* **Problem to work on**:
Please return all lines of the data below containing the string "order".

--- Input data ---

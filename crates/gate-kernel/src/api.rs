//! Host-facing traits
//!
//! Integrating hosts can program against these instead of the concrete
//! gate, e.g. to put a session behind an RPC boundary. Operator actions are
//! deliberately absent: they live on [`OperatorChannel`](crate::kernel::OperatorChannel).

use crate::audit::{AuditEntry, AuditLog};
use crate::consent::{ConsentChallenge, UserConsent};
use crate::error::{AuditError, GateError};
use crate::escalation::{Assessment, SessionState};
use crate::gate::AuthorizationGate;
use crate::types::{Action, ThreatTier};

#[derive(Debug, Clone, Copy, PartialEq, Eq)]
pub struct ApiVersion {
    pub major: u16,
    pub minor: u16,
    pub patch: u16,
}

pub const GATE_API_VERSION: ApiVersion = ApiVersion {
    major: 1,
    minor: 0,
    patch: 0,
};

pub trait ConsentAuthority {
    fn issue_challenge(
        &self,
        description: String,
        affected_resources: Vec<String>,
        threat_tier: ThreatTier,
    ) -> Result<ConsentChallenge, GateError>;

    fn redeem_challenge(&self, challenge: &ConsentChallenge, response: &str) -> Option<UserConsent>;
}

pub trait EscalationMonitor {
    fn assess(&self, action: Action) -> Assessment;
    fn session_state(&self) -> SessionState;
}

pub trait AuditReader {
    fn audit_entries(&self) -> Vec<AuditEntry>;
    fn verify_audit(&self) -> Result<(), AuditError>;
}

impl ConsentAuthority for AuthorizationGate {
    fn issue_challenge(
        &self,
        description: String,
        affected_resources: Vec<String>,
        threat_tier: ThreatTier,
    ) -> Result<ConsentChallenge, GateError> {
        self.request_consent(description, affected_resources, threat_tier)
    }

    fn redeem_challenge(&self, challenge: &ConsentChallenge, response: &str) -> Option<UserConsent> {
        self.grant_consent(challenge, response)
    }
}

impl EscalationMonitor for AuthorizationGate {
    fn assess(&self, action: Action) -> Assessment {
        self.evaluate(action)
    }

    fn session_state(&self) -> SessionState {
        self.state()
    }
}

/// Scoped to the gate's own session
impl AuditReader for AuthorizationGate {
    fn audit_entries(&self) -> Vec<AuditEntry> {
        self.audit_log().entries_for(self.session_id())
    }

    fn verify_audit(&self) -> Result<(), AuditError> {
        self.audit_log().verify_integrity()
    }
}

impl AuditReader for AuditLog {
    fn audit_entries(&self) -> Vec<AuditEntry> {
        self.entries()
    }

    fn verify_audit(&self) -> Result<(), AuditError> {
        self.verify_integrity()
    }
}

#[cfg(test)]
mod tests {
    use super::*;
    use crate::config::GateConfig;
    use crate::kernel::GateKernel;
    use crate::types::{ActionCategory, AgentId, Verdict};

    #[test]
    fn gate_is_usable_through_host_traits() {
        let kernel = GateKernel::new(GateConfig::default()).unwrap();
        let (gate, _) = kernel.open_session(AgentId::new("agent"));
        let (other, _) = kernel.open_session(AgentId::new("other"));

        let challenge = gate
            .issue_challenge("Reset working tree".into(), vec![], ThreatTier::Destructive)
            .unwrap();
        let token = challenge.token().to_string();
        assert!(gate.redeem_challenge(&challenge, &token).is_some());

        let action = Action::new(AgentId::new("agent"), ActionCategory::InstallTool, "pip", "install");
        assert_eq!(gate.assess(action.clone()).verdict, Verdict::Warn);
        other.assess(action);

        assert_eq!(gate.audit_entries().len(), 1);
        assert_eq!(AuditReader::audit_entries(kernel.audit_log().as_ref()).len(), 2);
        assert!(gate.verify_audit().is_ok());
        assert_eq!(gate.session_state().total_dangerous, 0);
    }
}
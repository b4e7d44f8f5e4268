//! Operation classifier
//!
//! Static, total mapping from an action category to its escalation risk and
//! its consent profile. Pure data: consulted by the escalation tracker for
//! the risk tier and by the gate to decide whether consent is demanded.

use crate::types::{ActionCategory, OperationDomain, RiskTier, ThreatTier};
use serde::{Deserialize, Serialize};

/// Consent profile of a category
#[derive(Debug, Clone, Copy, PartialEq, Eq, Serialize, Deserialize)]
pub struct OperationProfile {
    pub threat_tier: ThreatTier,
    pub domain: OperationDomain,
    pub reversible: bool,
}

impl OperationProfile {
    pub fn requires_consent(&self) -> bool {
        self.threat_tier != ThreatTier::Safe
    }
}

/// Risk tier fed to the escalation tracker
pub const fn risk_tier(category: ActionCategory) -> RiskTier {
    use ActionCategory::*;
    match category {
        NormalOperation | RestoreProtection => RiskTier::Safe,
        InstallTool => RiskTier::Elevated,
        RewriteHistory | ModifyPermissions | DestructiveReset => RiskTier::Dangerous,
        ForcePush => RiskTier::Catastrophic,
    }
}

pub const fn profile(category: ActionCategory) -> OperationProfile {
    use ActionCategory::*;
    let (threat_tier, domain, reversible) = match category {
        NormalOperation => (ThreatTier::Safe, OperationDomain::Local, true),
        InstallTool => (ThreatTier::Catastrophic, OperationDomain::Local, false),
        RewriteHistory => (ThreatTier::Catastrophic, OperationDomain::Local, false),
        // Protection can be re-enabled, but damage may be done in between
        ModifyPermissions => (ThreatTier::Destructive, OperationDomain::Security, true),
        ForcePush => (ThreatTier::Catastrophic, OperationDomain::Remote, false),
        DestructiveReset => (ThreatTier::Destructive, OperationDomain::Local, false),
        RestoreProtection => (ThreatTier::Safe, OperationDomain::Security, true),
    };
    OperationProfile {
        threat_tier,
        domain,
        reversible,
    }
}

pub fn requires_consent(category: ActionCategory) -> bool {
    profile(category).requires_consent()
}

/// Full description of a gated operation, derived from its category
#[derive(Debug, Clone, PartialEq, Eq, Serialize, Deserialize)]
pub struct OperationDescriptor {
    pub name: String,
    pub category: ActionCategory,
    pub threat_tier: ThreatTier,
    pub domain: OperationDomain,
    pub reversible: bool,
    pub description: String,
}

impl OperationDescriptor {
    pub fn classify(
        name: impl Into<String>,
        category: ActionCategory,
        description: impl Into<String>,
    ) -> Self {
        let profile = profile(category);
        Self {
            name: name.into(),
            category,
            threat_tier: profile.threat_tier,
            domain: profile.domain,
            reversible: profile.reversible,
            description: description.into(),
        }
    }

    pub fn requires_consent(&self) -> bool {
        self.threat_tier != ThreatTier::Safe
    }
}
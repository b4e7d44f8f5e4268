//! Append-only audit log
//!
//! Shared by every session of a kernel. Entries are chained with SHA-256 so a
//! rewritten or deleted record breaks [`AuditLog::verify_integrity`]. Callers
//! can read snapshots but cannot append; only the gate records entries.

use crate::error::{AuditError, RefusalKind};
use crate::escalation::Assessment;
use crate::gate::OperationResult;
use crate::types::{EntryId, SessionId};
use chrono::{DateTime, Utc};
use parking_lot::Mutex;
use serde::{Deserialize, Serialize};
use sha2::{Digest, Sha256};
use std::collections::HashMap;

/// Outcome of one gate call
#[derive(Debug, Clone, PartialEq, Eq, Serialize, Deserialize)]
pub struct OperationRecord {
    pub result: OperationResult,
    /// Set when the gate refused the call
    pub refusal: Option<RefusalKind>,
}

#[derive(Debug, Clone, PartialEq, Eq, Serialize, Deserialize)]
#[serde(tag = "kind", rename_all = "snake_case")]
pub enum AuditRecord {
    Assessment(Assessment),
    Operation(OperationRecord),
}

#[derive(Debug, Clone, Serialize, Deserialize)]
pub struct AuditEntry {
    pub entry_id: EntryId,
    /// Position in the global log
    pub sequence: u64,
    pub session_id: SessionId,
    /// Position within the session, starting at 0 with no gaps
    pub session_sequence: u64,
    pub recorded_at: DateTime<Utc>,
    pub record: AuditRecord,
    pub prev_hash: [u8; 32],
    pub hash: [u8; 32],
}

impl AuditEntry {
    pub fn hash_hex(&self) -> String {
        hex::encode(self.hash)
    }
}

#[derive(Debug, Default)]
struct Chain {
    entries: Vec<AuditEntry>,
    next_per_session: HashMap<SessionId, u64>,
}

#[derive(Debug, Default)]
pub struct AuditLog {
    inner: Mutex<Chain>,
}

impl AuditLog {
    pub fn new() -> Self {
        Self::default()
    }

    pub(crate) fn append(
        &self,
        session_id: SessionId,
        recorded_at: DateTime<Utc>,
        record: AuditRecord,
    ) -> Result<u64, AuditError> {
        let mut chain = self.inner.lock();
        let sequence = chain.entries.len() as u64;
        let session_sequence = chain.next_per_session.get(&session_id).copied().unwrap_or(0);
        let prev_hash = chain.entries.last().map_or([0u8; 32], |e| e.hash);

        let mut entry = AuditEntry {
            entry_id: EntryId::new(),
            sequence,
            session_id,
            session_sequence,
            recorded_at,
            record,
            prev_hash,
            hash: [0u8; 32],
        };
        entry.hash = compute_hash(&entry)?;

        chain.entries.push(entry);
        chain.next_per_session.insert(session_id, session_sequence + 1);
        Ok(sequence)
    }

    pub fn entries(&self) -> Vec<AuditEntry> {
        self.inner.lock().entries.clone()
    }

    /// Entries of one session, in the order they were recorded
    pub fn entries_for(&self, session_id: SessionId) -> Vec<AuditEntry> {
        self.inner
            .lock()
            .entries
            .iter()
            .filter(|e| e.session_id == session_id)
            .cloned()
            .collect()
    }

    pub fn len(&self) -> usize {
        self.inner.lock().entries.len()
    }

    pub fn is_empty(&self) -> bool {
        self.len() == 0
    }

    pub fn verify_integrity(&self) -> Result<(), AuditError> {
        let chain = self.inner.lock();
        let mut prev = [0u8; 32];
        for (i, e) in chain.entries.iter().enumerate() {
            let sequence = i as u64;
            if e.sequence != sequence || e.prev_hash != prev || e.hash != compute_hash(e)? {
                return Err(AuditError::IntegrityViolation { sequence });
            }
            prev = e.hash;
        }
        Ok(())
    }

    /// One JSON object per line, in global order
    pub fn to_json_lines(&self) -> Result<String, AuditError> {
        let chain = self.inner.lock();
        let mut out = String::new();
        for e in &chain.entries {
            out.push_str(&serde_json::to_string(e)?);
            out.push('\n');
        }
        Ok(out)
    }

    #[cfg(test)]
    pub(crate) fn tamper(&self, index: usize, f: impl FnOnce(&mut AuditEntry)) {
        if let Some(e) = self.inner.lock().entries.get_mut(index) {
            f(e);
        }
    }
}

fn compute_hash(entry: &AuditEntry) -> Result<[u8; 32], AuditError> {
    let mut hasher = Sha256::new();
    hasher.update(entry.entry_id.0.as_bytes());
    hasher.update(entry.sequence.to_le_bytes());
    hasher.update(entry.session_id.0.as_bytes());
    hasher.update(entry.session_sequence.to_le_bytes());
    hasher.update(entry.recorded_at.timestamp_micros().to_le_bytes());
    hasher.update(serde_json::to_vec(&entry.record)?);
    hasher.update([0]);
    hasher.update(entry.prev_hash);
    Ok(hasher.finalize().into())
}

#[cfg(test)]
mod tests {
    use super::*;
    use crate::types::ThreatTier;

    fn record(name: &str, refusal: Option<RefusalKind>) -> AuditRecord {
        AuditRecord::Operation(OperationRecord {
            result: OperationResult {
                success: refusal.is_none(),
                blocked: refusal.is_some(),
                operation_name: name.to_string(),
                message: String::new(),
                threat_tier: ThreatTier::Safe,
            },
            refusal,
        })
    }

    #[test]
    fn appends_chain_and_verify() {
        let log = AuditLog::new();
        let s = SessionId::new();
        log.append(s, Utc::now(), record("status", None)).unwrap();
        log.append(s, Utc::now(), record("reset_hard", Some(RefusalKind::ConsentRequired)))
            .unwrap();

        assert_eq!(log.len(), 2);
        let entries = log.entries();
        assert_eq!(entries[0].prev_hash, [0u8; 32]);
        assert_eq!(entries[1].prev_hash, entries[0].hash);
        assert!(log.verify_integrity().is_ok());
    }

    #[test]
    fn per_session_sequences_are_independent() {
        let log = AuditLog::new();
        let a = SessionId::new();
        let b = SessionId::new();
        log.append(a, Utc::now(), record("a0", None)).unwrap();
        log.append(b, Utc::now(), record("b0", None)).unwrap();
        log.append(a, Utc::now(), record("a1", None)).unwrap();

        let seqs: Vec<u64> = log.entries_for(a).iter().map(|e| e.session_sequence).collect();
        assert_eq!(seqs, vec![0, 1]);
        assert_eq!(log.entries_for(b)[0].session_sequence, 0);
        assert_eq!(log.entries_for(b)[0].sequence, 1);
    }

    #[test]
    fn tampered_record_breaks_chain() {
        let log = AuditLog::new();
        let s = SessionId::new();
        for name in ["a", "b", "c"] {
            log.append(s, Utc::now(), record(name, None)).unwrap();
        }
        log.tamper(1, |e| e.record = record("rewritten", None));

        assert_eq!(
            log.verify_integrity(),
            Err(AuditError::IntegrityViolation { sequence: 1 })
        );
    }

    #[test]
    fn json_lines_export_has_one_line_per_entry() {
        let log = AuditLog::new();
        let s = SessionId::new();
        log.append(s, Utc::now(), record("a", None)).unwrap();
        log.append(s, Utc::now(), record("b", Some(RefusalKind::ConsentInvalid))).unwrap();

        let out = log.to_json_lines().unwrap();
        let lines: Vec<&str> = out.lines().collect();
        assert_eq!(lines.len(), 2);
        let parsed: AuditEntry = serde_json::from_str(lines[1]).unwrap();
        assert_eq!(parsed.sequence, 1);
        assert!(matches!(
            parsed.record,
            AuditRecord::Operation(OperationRecord {
                refusal: Some(RefusalKind::ConsentInvalid),
                ..
            })
        ));
    }
}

---

* **Finished exercise**:
    /// Entries of one session, in the order they were recorded
    /// One JSON object per line, in global order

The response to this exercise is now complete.